# Seq2Seq模型实现文本翻译

In [7]:
urls = {
    'train': 'http://www.quest.dcs.shef.ac.uk/wmt16_files_mmt/training.tar.gz',
    'valid': 'http://www.quest.dcs.shef.ac.uk/wmt16_files_mmt/validation.tar.gz',
    'test': 'http://www.quest.dcs.shef.ac.uk/wmt17_files_mmt/mmt_task1_test2016.tar.gz'
}

In [None]:
class Vocab:
    def __init__(self):
        pass

In [None]:
import re
import six
import string
import tarfile

class Multi30K():
    """Multi30K数据集加载器
    
    加载IMDB数据集并处理为一个Python迭代对象。
    
    """
    def __init__(self, path):
        pass
        
    def _load(self, label):
        pass

    def __getitem__(self, idx):
        return self.docs[idx], self.labels[idx]
    
    def __len__(self):
        return len(self.docs)

In [None]:
class Iterator():
    def __init__(self):
        pass
    
    def split(self, shuffle=True):
        pass

In [5]:
import os
import logging
import shutil
import requests
import tempfile
from tqdm import tqdm
from typing import IO
from pathlib import Path

# 指定保存路径为 `home_path/.mindspore_examples`
cache_dir = Path.home() / '.mindspore_examples'

def http_get(url: str, temp_file:IO):
    """使用requests库下载数据，并使用tqdm库进行流程可视化"""
    req = requests.get(url, stream=True)
    content_length = req.headers.get('Content-Length')
    total = int(content_length) if content_length is not None else None
    progress = tqdm(unit='B', total=total)
    for chunk in req.iter_content(chunk_size=1024):
        if chunk:
            progress.update(len(chunk))
            temp_file.write(chunk)
    progress.close()

def download(file_name:str, url: str):
    """下载数据并存为指定名称"""
    if not os.path.exists(cache_dir):
        os.makedirs(cache_dir)
    cache_path = os.path.join(cache_dir, file_name)
    cache_exist = os.path.exists(cache_path)
    if not cache_exist:
        with tempfile.NamedTemporaryFile() as temp_file:
            http_get(url, temp_file)
            temp_file.flush()
            temp_file.seek(0)
            logging.info(f"copying {temp_file.name} to cache at {cache_path}")
            with open(cache_path, 'wb') as cache_file:
                shutil.copyfileobj(temp_file, cache_file)
    return cache_path

In [8]:
download('train.tar.gz', urls['train'])

100%|███████████████████████████████████████████████████████████████████████████████████████████████████████████████████████| 1207136/1207136 [00:03<00:00, 341907.63B/s]

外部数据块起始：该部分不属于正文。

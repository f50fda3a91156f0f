//! Acceptance arbitration: one winner per request, ineligibility without
//! mutation, and rollback when room binding fails.

mod common;

use common::{harness, seed_needy, seed_rooms, seed_volunteer};
use std::sync::atomic::Ordering;
use wavecall::AcceptOutcome;
use wavecall::IneligibleReason;
use wavecall::db::{RequestKind, RequestStatus, Urgency, VerificationStatus};
use wavecall::error::EngineError;

#[tokio::test]
async fn exactly_one_winner() {
    let (sb, _platform) = harness().await;
    seed_needy(&sb, 1).await;
    seed_volunteer(&sb, 100, VerificationStatus::Verified).await;
    seed_volunteer(&sb, 101, VerificationStatus::Verified).await;
    seed_rooms(&sb, 1).await;

    let request = sb
        .create_request(1, RequestKind::Call, Urgency::Normal, None)
        .await
        .unwrap();

    assert_eq!(sb.accept(&request.id, 100).await.unwrap(), AcceptOutcome::Accepted);
    assert_eq!(sb.accept(&request.id, 101).await.unwrap(), AcceptOutcome::AlreadyTaken);

    let stored = sb.db().requests().find(&request.id).await.unwrap().unwrap();
    assert_eq!(stored.status, RequestStatus::Active);
    assert_eq!(stored.assigned_volunteer_id, Some(100));
    assert!(stored.chat_room_id.is_some());
}

#[tokio::test]
async fn blocked_volunteer_is_refused_without_mutation() {
    let (sb, _platform) = harness().await;
    seed_needy(&sb, 1).await;
    seed_volunteer(&sb, 100, VerificationStatus::Verified).await;
    seed_volunteer(&sb, 101, VerificationStatus::Verified).await;
    sb.db().volunteers().block(101, "upheld complaint").await.unwrap();
    seed_rooms(&sb, 1).await;

    let request = sb
        .create_request(1, RequestKind::Call, Urgency::Normal, None)
        .await
        .unwrap();

    assert_eq!(
        sb.accept(&request.id, 101).await.unwrap(),
        AcceptOutcome::Ineligible(IneligibleReason::Blocked)
    );

    // Nothing moved and nothing was audited for the refusal
    let stored = sb.db().requests().find(&request.id).await.unwrap().unwrap();
    assert_eq!(stored.status, RequestStatus::Pending);
    let entries = sb.db().audit().for_target("request", &request.id).await.unwrap();
    assert!(entries.iter().all(|e| e.action != "accept_request"));
}

#[tokio::test]
async fn call_requires_verification_photo_does_not() {
    let (sb, _platform) = harness().await;
    seed_needy(&sb, 1).await;
    seed_volunteer(&sb, 100, VerificationStatus::Unverified).await;
    seed_rooms(&sb, 1).await;

    let call = sb
        .create_request(1, RequestKind::Call, Urgency::Normal, None)
        .await
        .unwrap();
    assert_eq!(
        sb.accept(&call.id, 100).await.unwrap(),
        AcceptOutcome::Ineligible(IneligibleReason::NotVerified)
    );

    let photo = sb
        .create_photo_request(1, "https://cdn.example/p.jpg", Urgency::Normal)
        .await
        .unwrap();
    assert_eq!(sb.accept(&photo.id, 100).await.unwrap(), AcceptOutcome::Accepted);
}

#[tokio::test]
async fn busy_volunteer_cannot_hold_two_requests() {
    let (sb, _platform) = harness().await;
    seed_needy(&sb, 1).await;
    seed_needy(&sb, 2).await;
    seed_volunteer(&sb, 100, VerificationStatus::Verified).await;
    seed_rooms(&sb, 2).await;

    let first = sb
        .create_request(1, RequestKind::Call, Urgency::Normal, None)
        .await
        .unwrap();
    let second = sb
        .create_request(2, RequestKind::Call, Urgency::Normal, None)
        .await
        .unwrap();

    assert_eq!(sb.accept(&first.id, 100).await.unwrap(), AcceptOutcome::Accepted);
    assert_eq!(
        sb.accept(&second.id, 100).await.unwrap(),
        AcceptOutcome::Ineligible(IneligibleReason::Busy)
    );
}

#[tokio::test]
async fn membership_failure_rolls_acceptance_back() {
    let (sb, platform) = harness().await;
    seed_needy(&sb, 1).await;
    seed_volunteer(&sb, 100, VerificationStatus::Verified).await;
    seed_rooms(&sb, 1).await;
    platform.fail_membership.store(true, Ordering::Relaxed);

    let request = sb
        .create_request(1, RequestKind::Call, Urgency::Normal, None)
        .await
        .unwrap();

    let err = sb.accept(&request.id, 100).await.unwrap_err();
    assert!(matches!(err, EngineError::MembershipFailed));

    // Request is pending again, room back in the pool
    let stored = sb.db().requests().find(&request.id).await.unwrap().unwrap();
    assert_eq!(stored.status, RequestStatus::Pending);
    assert!(stored.assigned_volunteer_id.is_none());
    let rooms = sb.db().rooms().all().await.unwrap();
    assert!(rooms.iter().all(|r| !r.is_occupied));

    // Both parties were told
    assert!(!platform.texts_for(100).is_empty());
    assert!(platform.texts_for(1).iter().any(|t| t.contains("still being dispatched")));

    // The volunteer may retry once the platform recovers
    platform.fail_membership.store(false, Ordering::Relaxed);
    assert_eq!(sb.accept(&request.id, 100).await.unwrap(), AcceptOutcome::Accepted);
}

#[tokio::test]
async fn empty_pool_surfaces_no_free_room() {
    let (sb, _platform) = harness().await;
    seed_needy(&sb, 1).await;
    seed_volunteer(&sb, 100, VerificationStatus::Verified).await;

    let request = sb
        .create_request(1, RequestKind::Call, Urgency::Normal, None)
        .await
        .unwrap();

    let err = sb.accept(&request.id, 100).await.unwrap_err();
    assert!(matches!(err, EngineError::NoFreeRoom));

    let stored = sb.db().requests().find(&request.id).await.unwrap().unwrap();
    assert_eq!(stored.status, RequestStatus::Pending);
}

#[tokio::test]
async fn unknown_request_is_an_error() {
    let (sb, _platform) = harness().await;
    seed_volunteer(&sb, 100, VerificationStatus::Verified).await;

    let err = sb.accept("no-such-request", 100).await.unwrap_err();
    assert!(matches!(err, EngineError::RequestNotFound(_)));
}
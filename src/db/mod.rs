//! Database module for persistent storage.
//!
//! Provides async SQLite database access using SQLx for:
//! - Users and volunteer eligibility records
//! - Help requests and per-wave notification bookkeeping
//! - The chat room pool
//! - Verification requests, complaints, and reviews
//! - The append-only audit trail and per-actor conversation state

mod audit;
mod conversation;
mod moderation;
mod requests;
mod rooms;
mod users;
mod volunteers;

pub use audit::AuditRepository;
pub use conversation::{ConversationRepository, ConversationState};
pub use moderation::{
    ComplaintRecord, ComplaintStatus, ModerationRepository, VerificationRecord,
    VerificationRequestStatus,
};
pub use requests::{
    EXHAUSTED_WAVE, NotificationRecord, RequestKind, RequestRecord, RequestRepository,
    RequestStatus, Urgency,
};
pub use rooms::{RoomRecord, RoomRepository};
pub use users::{Role, UserRecord, UserRepository};
pub use volunteers::{VerificationStatus, VolunteerRecord, VolunteerRepository};

use sqlx::SqlitePool;
use sqlx::sqlite::{SqliteConnectOptions, SqlitePoolOptions};
use std::path::Path;
use std::sync::atomic::{AtomicU64, Ordering};
use std::time::Duration;
use thiserror::Error;
use tracing::info;

static MEMDB_COUNTER: AtomicU64 = AtomicU64::new(0);

/// Database errors.
#[derive(Debug, Error)]
pub enum DbError {
    #[error("database error: {0}")]
    Sqlx(sqlx::Error),
    #[error("migration error: {0}")]
    Migration(sqlx::migrate::MigrateError),
    #[error("invalid stored value for {field}: {value}")]
    InvalidValue { field: &'static str, value: String },
    #[error("internal error: {0}")]
    Internal(String),
}

/// Database handle with connection pool.
#[derive(Clone)]
pub struct Database {
    pool: SqlitePool,
}

impl Database {
    /// Connection acquire timeout - prevents connection storms from blocking indefinitely.
    const ACQUIRE_TIMEOUT: Duration = Duration::from_secs(5);

    /// Maximum time a connection can remain idle before being closed.
    const IDLE_TIMEOUT: Duration = Duration::from_secs(60);

    /// Create a new database connection, running migrations if needed.
    pub async fn new(path: &str) -> Result<Self, DbError> {
        let pool = if path == ":memory:" {
            // Use a uniquely named shared-cache memory database per call.
            // `file::memory:` is global-ish and will collide across parallel tests.
            let id = MEMDB_COUNTER.fetch_add(1, Ordering::Relaxed);
            let memdb_uri = format!(
                "file:wavecall-memdb-{}-{}?mode=memory&cache=shared",
                std::process::id(),
                id
            );

            let options = SqliteConnectOptions::new()
                .filename(&memdb_uri)
                .shared_cache(true)
                .create_if_missing(true);

            SqlitePoolOptions::new()
                .max_connections(1)
                .acquire_timeout(Self::ACQUIRE_TIMEOUT)
                .idle_timeout(Some(Self::IDLE_TIMEOUT))
                .test_before_acquire(true)
                .connect_with(options)
                .await?
        } else {
            if let Some(parent) = Path::new(path).parent()
                && !parent.as_os_str().is_empty()
                && let Err(e) = std::fs::create_dir_all(parent)
            {
                tracing::warn!(path = %parent.display(), error = %e, "Failed to create database directory");
            }

            let options = SqliteConnectOptions::new()
                .filename(path)
                .create_if_missing(true);

            SqlitePoolOptions::new()
                .max_connections(5)
                .acquire_timeout(Self::ACQUIRE_TIMEOUT)
                .idle_timeout(Some(Self::IDLE_TIMEOUT))
                .test_before_acquire(true)
                .connect_with(options)
                .await?
        };

        info!(path = %path, "Database connected");

        // Run embedded migrations
        Self::run_migrations(&pool).await?;

        // WAL mode allows reads to happen while writes are in progress
        sqlx::query("PRAGMA journal_mode=WAL")
            .execute(&pool)
            .await?;

        // Foreign keys matter for ON DELETE CASCADE on notification rows
        sqlx::query("PRAGMA foreign_keys=ON").execute(&pool).await?;

        sqlx::query("PRAGMA synchronous=NORMAL")
            .execute(&pool)
            .await?;

        // Check database integrity on startup (prevents silent corruption from crashes)
        let integrity_result: String = sqlx::query_scalar("PRAGMA integrity_check")
            .fetch_one(&pool)
            .await?;

        if integrity_result != "ok" {
            tracing::error!(
                integrity_check = %integrity_result,
                "Database integrity check FAILED - corruption detected!"
            );
            return Err(DbError::Sqlx(sqlx::Error::Io(std::io::Error::new(
                std::io::ErrorKind::InvalidData,
                format!("Database integrity check failed: {}", integrity_result),
            ))));
        }

        info!("Database integrity check passed");

        Ok(Self { pool })
    }

    /// Get reference to the underlying connection pool.
    pub fn pool(&self) -> &SqlitePool {
        &self.pool
    }

    /// Run embedded migrations.
    async fn run_migrations(pool: &SqlitePool) -> Result<(), DbError> {
        sqlx::migrate!("./migrations")
            .run(pool)
            .await
            .map_err(DbError::Migration)?;

        info!("Database migrations checked/applied");
        Ok(())
    }

    /// Get user repository.
    pub fn users(&self) -> UserRepository<'_> {
        UserRepository::new(&self.pool)
    }

    /// Get volunteer eligibility repository.
    pub fn volunteers(&self) -> VolunteerRepository<'_> {
        VolunteerRepository::new(&self.pool)
    }

    /// Get request repository.
    pub fn requests(&self) -> RequestRepository<'_> {
        RequestRepository::new(&self.pool)
    }

    /// Get chat room pool repository.
    pub fn rooms(&self) -> RoomRepository<'_> {
        RoomRepository::new(&self.pool)
    }

    /// Get moderation workflow repository.
    pub fn moderation(&self) -> ModerationRepository<'_> {
        ModerationRepository::new(&self.pool)
    }

    /// Get audit log repository.
    pub fn audit(&self) -> AuditRepository<'_> {
        AuditRepository::new(&self.pool)
    }

    /// Get conversation state repository.
    pub fn conversation(&self) -> ConversationRepository<'_> {
        ConversationRepository::new(&self.pool)
    }
}

impl From<sqlx::Error> for DbError {
    fn from(err: sqlx::Error) -> Self {
        DbError::Sqlx(err)
    }
}

impl From<sqlx::migrate::MigrateError> for DbError {
    fn from(err: sqlx::migrate::MigrateError) -> Self {
        DbError::Migration(err)
    }
}

#[cfg(test)]
mod tests {
    use super::*;

    #[tokio::test]
    async fn test_file_backed_database_survives_reopen() {
        let dir = tempfile::tempdir().unwrap();
        let path = dir.path().join("wavecall.db");
        let path = path.to_str().unwrap();

        {
            let db = Database::new(path).await.unwrap();
            db.users().upsert(1, "needy", Role::Needy).await.unwrap();
            db.pool().close().await;
        }

        // Second open finds the migrations applied and the data on disk
        let db = Database::new(path).await.unwrap();
        let user = db.users().find(1).await.unwrap().unwrap();
        assert_eq!(user.name, "needy");
    }
}
//! Tap debounce: drops repeated identical button actions.
//!
//! Keyed by (actor, action). Entries older than five windows are pruned on
//! the way through so the map stays bounded.

use dashmap::DashMap;
use std::time::{Duration, Instant};

/// In-memory debounce cache.
pub struct Debounce {
    window: Duration,
    last_actions: DashMap<(i64, String), Instant>,
}

impl Debounce {
    pub fn new(window: Duration) -> Self {
        Self {
            window,
            last_actions: DashMap::new(),
        }
    }

    /// Whether the action is allowed now. Records the attempt either way, so
    /// hammering a button keeps it suppressed.
    pub fn allow(&self, actor_id: i64, action: &str) -> bool {
        let now = Instant::now();
        let key = (actor_id, action.to_string());

        let allowed = match self.last_actions.get(&key) {
            Some(last) => now.duration_since(*last) >= self.window,
            None => true,
        };
        self.last_actions.insert(key, now);

        let horizon = self.window * 5;
        self.last_actions
            .retain(|_, last| now.duration_since(*last) <= horizon);

        if !allowed {
            tracing::debug!(actor_id, action, "Debounced repeated action");
        }
        allowed
    }

    /// Forget an action so the actor may immediately repeat it.
    pub fn clear(&self, actor_id: i64, action: &str) {
        self.last_actions.remove(&(actor_id, action.to_string()));
    }
}

#[cfg(test)]
mod tests {
    use super::*;

    #[test]
    fn test_repeat_within_window_denied() {
        let debounce = Debounce::new(Duration::from_secs(2));
        assert!(debounce.allow(1, "accept_request_x"));
        assert!(!debounce.allow(1, "accept_request_x"));
        // Different actor or action is unaffected
        assert!(debounce.allow(2, "accept_request_x"));
        assert!(debounce.allow(1, "accept_request_y"));
    }

    #[test]
    fn test_clear_permits_repeat() {
        let debounce = Debounce::new(Duration::from_secs(2));
        assert!(debounce.allow(1, "menu"));
        debounce.clear(1, "menu");
        assert!(debounce.allow(1, "menu"));
    }

    #[test]
    fn test_zero_window_always_allows() {
        let debounce = Debounce::new(Duration::ZERO);
        assert!(debounce.allow(1, "menu"));
        assert!(debounce.allow(1, "menu"));
    }
}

'/home/lvyufeng/.mindspore_examples/train.tar.gz'

In [11]:
import tarfile

f = tarfile.open('/home/lvyufeng/.mindspore_examples/train.tar.gz')

In [13]:
tf = f.next()
tf

<TarInfo 'train.de' at 0x7f0d1607b600>

In [None]:
def build_vocab(dataset):
    pass

In [3]:
import mindspore
import mindspore.nn as nn
import mindspore.ops as ops
import mindspore.numpy as mnp

class Encoder(nn.Cell):
    def __init__(self, input_dim, emb_dim, enc_hid_dim, dec_hid_dim, dropout):
        super().__init__()
        self.embedding = nn.Embedding(input_dim, emb_dim)
        self.rnn = nn.GRU(emb_dim, enc_hid_dim, bidirectional=True)
        self.fc = nn.Dense(enc_hid_dim * 2, dec_hid_dim)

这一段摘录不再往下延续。